(Recorded data Opens)
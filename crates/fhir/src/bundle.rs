//! FHIR `Bundle` wire models and patient-attribute extraction.
//!
//! Responsibilities:
//! - Define a lenient wire model for the resource kinds matching cares about
//! - Translate the wire model into a flat [`BundlePatient`]
//! - Enforce the fields without which a patient cannot be matched (id, sex, birth date)
//!
//! Notes:
//! - Conditions are coded with a SNOMED semantic tag suffix in `code.text`, for example
//!   `Hypertension (disorder)` or `Body mass index 30+ - obesity (finding)`. The tag decides
//!   whether the entry is a condition or a finding; the tag itself is stripped.
//! - Only `active` + `confirmed` conditions are kept.

use crate::{FhirError, FhirResult};
use chrono::NaiveDate;
use serde::Deserialize;
use std::collections::BTreeSet;
use trialmatch_types::{NonEmptyText, Sex};

const DISORDER_TAG: &str = "(disorder)";
const FINDING_TAG: &str = "(finding)";
const ACTIVE_STATUS: &str = "active";
const CONFIRMED_STATUS: &str = "confirmed";

// ============================================================================
// Public domain-level types
// ============================================================================

/// Flat carrier for the attributes extracted from one patient bundle.
///
/// Name collections are deduplicated on the trimmed name (exact case) and iterate in
/// lexicographic order.
#[derive(Clone, Debug, PartialEq)]
pub struct BundlePatient {
    pub id: NonEmptyText,
    pub sex: Sex,
    pub birth_date: NaiveDate,
    pub conditions: BTreeSet<String>,
    pub findings: BTreeSet<String>,
    pub medications: BTreeSet<String>,
}

impl BundlePatient {
    /// Age in fractional years on `today`: whole days elapsed divided by 365, rounded to
    /// two decimal places.
    ///
    /// # Errors
    ///
    /// Returns [`FhirError::InvalidBirthDate`] if the birth date is after `today`.
    pub fn age_on(&self, today: NaiveDate) -> FhirResult<f64> {
        let days = (today - self.birth_date).num_days();
        if days < 0 {
            return Err(FhirError::InvalidBirthDate(format!(
                "{} is after {}",
                self.birth_date, today
            )));
        }
        Ok((days as f64 / 365.0 * 100.0).round() / 100.0)
    }
}

/// Bundle operations.
///
/// Zero-sized namespace for bundle parsing.
pub struct Bundle;

impl Bundle {
    /// Parse a FHIR `Bundle` JSON document and extract the patient attributes.
    ///
    /// This uses `serde_path_to_error` to surface the path of the failing field when a
    /// resource of interest does not match the wire schema.
    ///
    /// # Errors
    ///
    /// Returns [`FhirError`] if:
    /// - the JSON is malformed or a Patient/Condition/Medication resource has unexpected types,
    /// - `resourceType` is not `Bundle`,
    /// - the bundle has no Patient resource, or the patient lacks an id, gender or birth date,
    /// - the gender or birth date cannot be parsed.
    pub fn parse(json_text: &str) -> FhirResult<BundlePatient> {
        let mut deserializer = serde_json::Deserializer::from_str(json_text);

        let wire = match serde_path_to_error::deserialize::<_, BundleWire>(&mut deserializer) {
            Ok(parsed) => parsed,
            Err(err) => {
                let path = err.path().to_string();
                let source = err.into_inner();
                let path = if path.is_empty() || path == "." {
                    "<root>"
                } else {
                    path.as_str()
                };
                return Err(FhirError::InvalidJson(format!(
                    "Bundle schema mismatch at {path}: {source}"
                )));
            }
        };

        if wire.resource_type != "Bundle" {
            return Err(FhirError::InvalidInput(format!(
                "Expected resourceType 'Bundle', got '{}'",
                wire.resource_type
            )));
        }

        wire_to_domain(wire)
    }
}

// ============================================================================
// Wire types (internal)
// ============================================================================

#[derive(Debug, Deserialize)]
struct BundleWire {
    #[serde(rename = "resourceType")]
    resource_type: String,

    #[serde(default)]
    entry: Vec<EntryWire>,
}

#[derive(Debug, Deserialize)]
struct EntryWire {
    resource: Option<ResourceWire>,
}

#[derive(Debug, Deserialize)]
#[serde(tag = "resourceType")]
enum ResourceWire {
    Patient(PatientWire),
    Condition(ConditionWire),
    Medication(MedicationWire),
    MedicationRequest(MedicationRequestWire),
    #[serde(other)]
    Other,
}

#[derive(Debug, Deserialize)]
#[serde(rename_all = "camelCase")]
struct PatientWire {
    id: Option<String>,
    gender: Option<String>,
    birth_date: Option<String>,
}

#[derive(Debug, Deserialize)]
#[serde(rename_all = "camelCase")]
struct ConditionWire {
    code: Option<CodeableConceptWire>,
    clinical_status: Option<CodeableConceptWire>,
    verification_status: Option<CodeableConceptWire>,
}

#[derive(Debug, Deserialize)]
struct MedicationWire {
    code: Option<CodeableConceptWire>,
}

#[derive(Debug, Deserialize)]
#[serde(rename_all = "camelCase")]
struct MedicationRequestWire {
    medication_codeable_concept: Option<CodeableConceptWire>,
}

#[derive(Debug, Deserialize)]
struct CodeableConceptWire {
    #[serde(default)]
    coding: Vec<CodingWire>,
    text: Option<String>,
}

#[derive(Debug, Deserialize)]
struct CodingWire {
    code: Option<String>,
}

impl CodeableConceptWire {
    fn first_code(&self) -> Option<&str> {
        self.coding.first().and_then(|c| c.code.as_deref())
    }

    fn text(&self) -> Option<&str> {
        self.text.as_deref().map(str::trim).filter(|t| !t.is_empty())
    }
}

// ============================================================================
// Helper functions (internal)
// ============================================================================

/// Classification of a condition's `code.text` by its semantic tag.
#[derive(Debug, PartialEq, Eq)]
enum Diagnosis<'a> {
    Condition(&'a str),
    Finding(&'a str),
}

fn classify_diagnosis(text: &str) -> Option<Diagnosis<'_>> {
    if let Some(name) = text.strip_suffix(DISORDER_TAG) {
        return non_blank(name).map(Diagnosis::Condition);
    }
    if let Some(name) = text.strip_suffix(FINDING_TAG) {
        return non_blank(name).map(Diagnosis::Finding);
    }
    None
}

fn non_blank(name: &str) -> Option<&str> {
    let name = name.trim();
    (!name.is_empty()).then_some(name)
}

fn is_active_and_confirmed(condition: &ConditionWire) -> bool {
    let active = condition
        .clinical_status
        .as_ref()
        .and_then(CodeableConceptWire::first_code)
        == Some(ACTIVE_STATUS);
    let confirmed = condition
        .verification_status
        .as_ref()
        .and_then(CodeableConceptWire::first_code)
        == Some(CONFIRMED_STATUS);
    active && confirmed
}

fn parse_birth_date(raw: &str) -> FhirResult<NaiveDate> {
    NaiveDate::parse_from_str(raw.trim(), "%Y-%m-%d")
        .map_err(|e| FhirError::InvalidBirthDate(format!("{raw}: {e}")))
}

fn wire_to_domain(wire: BundleWire) -> FhirResult<BundlePatient> {
    let mut patient: Option<PatientWire> = None;
    let mut conditions = BTreeSet::new();
    let mut findings = BTreeSet::new();
    let mut medications = BTreeSet::new();

    for resource in wire.entry.into_iter().filter_map(|e| e.resource) {
        match resource {
            ResourceWire::Patient(p) => {
                if patient.is_none() {
                    patient = Some(p);
                }
            }
            ResourceWire::Condition(c) => {
                if !is_active_and_confirmed(&c) {
                    continue;
                }
                match c.code.as_ref().and_then(CodeableConceptWire::text).and_then(classify_diagnosis) {
                    Some(Diagnosis::Condition(name)) => {
                        conditions.insert(name.to_string());
                    }
                    Some(Diagnosis::Finding(name)) => {
                        findings.insert(name.to_string());
                    }
                    None => {}
                }
            }
            ResourceWire::Medication(m) => {
                if let Some(name) = m.code.as_ref().and_then(CodeableConceptWire::text) {
                    medications.insert(name.to_string());
                }
            }
            ResourceWire::MedicationRequest(r) => {
                if let Some(name) = r
                    .medication_codeable_concept
                    .as_ref()
                    .and_then(CodeableConceptWire::text)
                {
                    medications.insert(name.to_string());
                }
            }
            ResourceWire::Other => {}
        }
    }

    let patient = patient.ok_or(FhirError::MissingField("Patient"))?;

    let id = patient
        .id
        .as_deref()
        .and_then(|id| NonEmptyText::new(id).ok())
        .ok_or(FhirError::MissingField("Patient.id"))?;

    let sex = patient
        .gender
        .as_deref()
        .ok_or(FhirError::MissingField("Patient.gender"))?
        .parse::<Sex>()
        .map_err(|e| FhirError::InvalidInput(e.to_string()))?;

    let birth_date = parse_birth_date(
        patient
            .birth_date
            .as_deref()
            .ok_or(FhirError::MissingField("Patient.birthDate"))?,
    )?;

    tracing::debug!(
        patient_id = %id,
        conditions = conditions.len(),
        findings = findings.len(),
        medications = medications.len(),
        "extracted patient attributes from bundle"
    );

    Ok(BundlePatient {
        id,
        sex,
        birth_date,
        conditions,
        findings,
        medications,
    })
}
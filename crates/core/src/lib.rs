//! # trialmatch core
//!
//! Eligibility matching of patients against recruiting clinical trials.
//!
//! This crate contains the matching engine and no transport concerns:
//! - Duration normalisation and criteria splitting
//! - Structured age/sex rules and exclusion-clause evaluation
//! - Per-patient orchestration over a [`TrialRegistry`] and a [`ClauseJudge`]
//! - JSON and CSV rendering of the results
//!
//! **No API concerns**: the ClinicalTrials.gov client lives in `trialmatch-registry`, the
//! language-model judge in `trialmatch-llm`, and the CLI/REST front ends in their own crates.

pub mod config;
pub mod constants;
pub mod criteria;
pub mod duration;
pub mod eligibility;
pub mod error;
pub mod exclusion;
pub mod judge;
pub mod matching;
pub mod output;
pub mod patient;
pub mod result;
pub mod retry;
pub mod structured;
pub mod trial;

pub use config::{MatchConfig, MatchConfigValues};
pub use criteria::{split_criteria, CriteriaSections};
pub use duration::{normalize_duration, AgeBound};
pub use eligibility::{evaluate_trial, Disqualification, Verdict};
pub use error::{MatchError, MatchResult};
pub use exclusion::exclusion_clauses;
pub use judge::{AbstainingJudge, ClauseJudge, Judgment, KeywordJudge};
pub use matching::Matcher;
pub use patient::{ClinicalFacts, PatientProfile};
pub use result::{EligibilityResult, MatchingSummary};
pub use retry::RetryPolicy;
pub use trial::{RegistryQuery, TrialRecord, TrialRegistry};
pub use trialmatch_types::{NonEmptyText, Sex, SexEligibility};
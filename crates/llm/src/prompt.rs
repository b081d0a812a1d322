//! Prompt construction and reply interpretation.

use std::collections::BTreeSet;
use trialmatch_core::{ClinicalFacts, Judgment};

/// Role instruction sent with every prompt.
pub const SYSTEM_PROMPT: &str = "You are a medical eligibility evaluator.";

/// Reply that marks the patient as meeting the exclusion criterion.
pub const FAIL_REPLY: &str = "FAIL";

fn list(names: &BTreeSet<String>) -> String {
    if names.is_empty() {
        return "none recorded".to_string();
    }
    names.iter().map(String::as_str).collect::<Vec<_>>().join(", ")
}

/// User prompt asking whether the patient meets `clause`.
pub fn build_prompt(clause: &str, facts: ClinicalFacts<'_>) -> String {
    format!(
        "A patient is being evaluated for eligibility in a clinical trial.\n\
         The exclusion criterion being checked is: \"{clause}\".\n\
         \n\
         Patient details:\n\
         - Conditions: {conditions}\n\
         - Findings: {findings}\n\
         - Medications: {medications}\n\
         \n\
         If the patient meets the exclusion criterion, respond with only \"FAIL\".\n\
         Otherwise, provide a sentence of why the patient is eligible.",
        conditions = list(facts.conditions),
        findings = list(facts.findings),
        medications = list(facts.medications),
    )
}

/// Markup a model may wrap around its answer.
fn is_decoration(c: char) -> bool {
    c.is_whitespace() || matches!(c, '"' | '\'' | '*' | '_' | '`' | '#' | '>')
}

fn words(text: &str) -> impl Iterator<Item = &str> {
    text.split(|c: char| !c.is_alphanumeric()).filter(|w| !w.is_empty())
}

/// Maps the model's reply to a judgment.
///
/// Markdown, quotes and case are ignored. A reply whose first word is `FAIL` disqualifies.
/// A reply that mentions `FAIL` anywhere else, or that is not a sentence, carries no
/// opinion.
pub fn interpret_reply(reply: &str) -> Judgment {
    let text = reply.trim_matches(is_decoration);
    let mut tokens = words(text);
    let Some(first) = tokens.next() else {
        return Judgment::NoOpinion;
    };
    if first.eq_ignore_ascii_case(FAIL_REPLY) {
        return Judgment::Disqualified;
    }

    let starts_with_letter = text.chars().next().is_some_and(char::is_alphabetic);
    let mut rest = tokens.peekable();
    let is_sentence = starts_with_letter && rest.peek().is_some();
    if !is_sentence || rest.any(|w| w.eq_ignore_ascii_case(FAIL_REPLY)) {
        tracing::debug!(reply, "unrecognised model reply");
        return Judgment::NoOpinion;
    }
    Judgment::Justification(text.to_string())
}

#[cfg(test)]
mod tests {
    use super::*;

    #[test]
    fn prompt_lists_facts_and_clause() {
        let conditions: BTreeSet<String> = ["Asthma", "Hypertension"].iter().map(|s| s.to_string()).collect();
        let empty = BTreeSet::new();
        let facts = ClinicalFacts {
            conditions: &conditions,
            findings: &empty,
            medications: &empty,
        };
        let prompt = build_prompt("Current smoker", facts);
        assert!(prompt.contains("\"Current smoker\""));
        assert!(prompt.contains("- Conditions: Asthma, Hypertension"));
        assert!(prompt.contains("- Findings: none recorded"));
        assert!(prompt.contains("respond with only \"FAIL\""));
    }

    #[test]
    fn replies_map_to_judgments() {
        for reply in [
            "FAIL",
            " \"FAIL.\"\n",
            "fail",
            "Fail.",
            "FAIL: the patient has type 2 diabetes",
            "**FAIL**",
            "> `fail`",
        ] {
            assert_eq!(interpret_reply(reply), Judgment::Disqualified, "{reply:?}");
        }

        assert_eq!(
            interpret_reply("The patient has no history of smoking.\n"),
            Judgment::Justification("The patient has no history of smoking.".into())
        );
        assert_eq!(
            interpret_reply("**Eligible: no recorded pregnancy.**"),
            Judgment::Justification("Eligible: no recorded pregnancy.".into())
        );
    }

    #[test]
    fn unclear_replies_carry_no_opinion() {
        for reply in [
            "   ",
            "...",
            "**",
            "Eligible",
            "42 is the answer",
            "The patient meets this criterion, so FAIL.",
            "Patient is eligible, not a fail",
        ] {
            assert_eq!(interpret_reply(reply), Judgment::NoOpinion, "{reply:?}");
        }
    }
}
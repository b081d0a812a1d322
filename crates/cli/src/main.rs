use clap::{Parser, Subcommand};
use std::path::{Path, PathBuf};
use std::sync::Arc;
use tracing_subscriber::{layer::SubscriberExt, util::SubscriberInitExt};
use trialmatch_core::constants::{DEFAULT_CSV_OUTPUT, DEFAULT_JSON_OUTPUT};
use trialmatch_core::{
    exclusion_clauses, normalize_duration, output, split_criteria, MatchConfig, MatchConfigValues,
    Matcher, PatientProfile,
};
use trialmatch_llm::select::ENV_JUDGE;
use trialmatch_llm::{build_judge, ChatConfig, JudgeKind};
use trialmatch_registry::ClinicalTrialsClient;

#[derive(Parser)]
#[command(name = "trialmatch")]
#[command(about = "Clinical trial eligibility matcher CLI")]
struct Cli {
    #[command(subcommand)]
    command: Option<Commands>,
}

#[derive(Subcommand)]
enum Commands {
    /// Match every FHIR bundle in a directory against recruiting trials
    Match {
        /// Directory of patient bundle JSON files
        patients_dir: PathBuf,
        /// JSON output path
        #[arg(long, default_value = DEFAULT_JSON_OUTPUT)]
        json: PathBuf,
        /// CSV output path
        #[arg(long, default_value = DEFAULT_CSV_OUTPUT)]
        csv: PathBuf,
        /// Exclusion clause judge: keyword, none or llm
        #[arg(long)]
        judge: Option<JudgeKind>,
    },
    /// Print the profile extracted from one FHIR bundle
    Profile {
        /// Patient bundle JSON file
        bundle: PathBuf,
    },
    /// Normalise a registry age limit such as "18 Years"
    Age {
        duration: String,
    },
    /// Split an eligibility-criteria text file into its sections
    Split {
        /// Criteria text file
        criteria: PathBuf,
    },
}

fn env_var(name: &str) -> Option<String> {
    std::env::var(name).ok()
}

fn today() -> chrono::NaiveDate {
    chrono::Local::now().date_naive()
}

/// Reads every `*.json` bundle in `dir`, in file-name order. Bundles that cannot be read
/// or lack required patient attributes are skipped.
fn load_patients(dir: &Path) -> std::io::Result<Vec<PatientProfile>> {
    let mut paths: Vec<PathBuf> = std::fs::read_dir(dir)?
        .flatten()
        .map(|entry| entry.path())
        .filter(|path| path.is_file() && path.extension().is_some_and(|ext| ext == "json"))
        .collect();
    paths.sort();

    let today = today();
    let mut patients = Vec::new();
    for path in paths {
        let text = match std::fs::read_to_string(&path) {
            Ok(text) => text,
            Err(e) => {
                tracing::warn!(path = %path.display(), error = %e, "failed to read bundle; skipped");
                continue;
            }
        };
        match PatientProfile::from_bundle_json(&text, today) {
            Ok(profile) => patients.push(profile),
            Err(e) => {
                tracing::warn!(path = %path.display(), error = %e, "unusable bundle; skipped");
            }
        }
    }
    Ok(patients)
}

async fn run_match(
    patients_dir: &Path,
    json: &Path,
    csv: &Path,
    judge: Option<JudgeKind>,
) -> Result<(), Box<dyn std::error::Error>> {
    let cfg = Arc::new(MatchConfig::from_env_values(
        MatchConfigValues::from_lookup(env_var),
    )?);
    let kind = match judge {
        Some(kind) => kind,
        None => env_var(ENV_JUDGE)
            .map(|v| v.parse::<JudgeKind>())
            .transpose()?
            .unwrap_or_default(),
    };
    let judge = build_judge(kind, ChatConfig::from_lookup(env_var, cfg.request_timeout()))?;
    let registry = Arc::new(ClinicalTrialsClient::new(&cfg)?);
    let matcher = Matcher::new(registry, judge, cfg);

    let patients = load_patients(patients_dir)?;
    if patients.is_empty() {
        println!("No usable patient bundles found in {}", patients_dir.display());
        return Ok(());
    }

    let summaries = matcher.match_patients(&patients).await;
    output::write_json(json, &summaries)?;
    output::write_csv(csv, &summaries)?;

    for summary in &summaries {
        println!(
            "Patient {}: {} eligible trial(s)",
            summary.patient_id,
            summary.eligible_trials.len()
        );
    }
    println!("Wrote {} and {}", json.display(), csv.display());
    Ok(())
}

#[tokio::main]
async fn main() -> Result<(), Box<dyn std::error::Error>> {
    dotenvy::dotenv().ok();

    tracing_subscriber::registry()
        .with(
            tracing_subscriber::EnvFilter::from_default_env()
                .add_directive("trialmatch=info".parse()?),
        )
        .with(tracing_subscriber::fmt::layer().with_writer(std::io::stderr))
        .init();

    let cli = Cli::parse();

    match cli.command {
        Some(Commands::Match {
            patients_dir,
            json,
            csv,
            judge,
        }) => run_match(&patients_dir, &json, &csv, judge).await?,
        Some(Commands::Profile { bundle }) => {
            let text = std::fs::read_to_string(&bundle)?;
            match PatientProfile::from_bundle_json(&text, today()) {
                Ok(profile) => println!("{}", serde_json::to_string_pretty(&profile)?),
                Err(e) => eprintln!("Error extracting profile: {}", e),
            }
        }
        Some(Commands::Age { duration }) => match normalize_duration(&duration) {
            Ok(years) => println!("{years}"),
            Err(e) => eprintln!("Error normalising duration: {}", e),
        },
        Some(Commands::Split { criteria }) => {
            let text = std::fs::read_to_string(&criteria)?;
            let sections = split_criteria(&text);
            println!("Inclusion:\n{}", sections.inclusion);
            match sections.exclusion {
                Some(exclusion) => {
                    println!("Exclusion:\n{exclusion}");
                    for (i, clause) in exclusion_clauses(exclusion).iter().enumerate() {
                        println!("{:>3}. {}", i + 1, clause);
                    }
                }
                None => println!("No exclusion section."),
            }
        }
        None => {
            println!("Use --help to see available commands");
        }
    }

    Ok(())
}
(Recorded data Closes)
Your answer should be only the number of lines, in the entries above, that include "NaiveDate".

Task answer:
6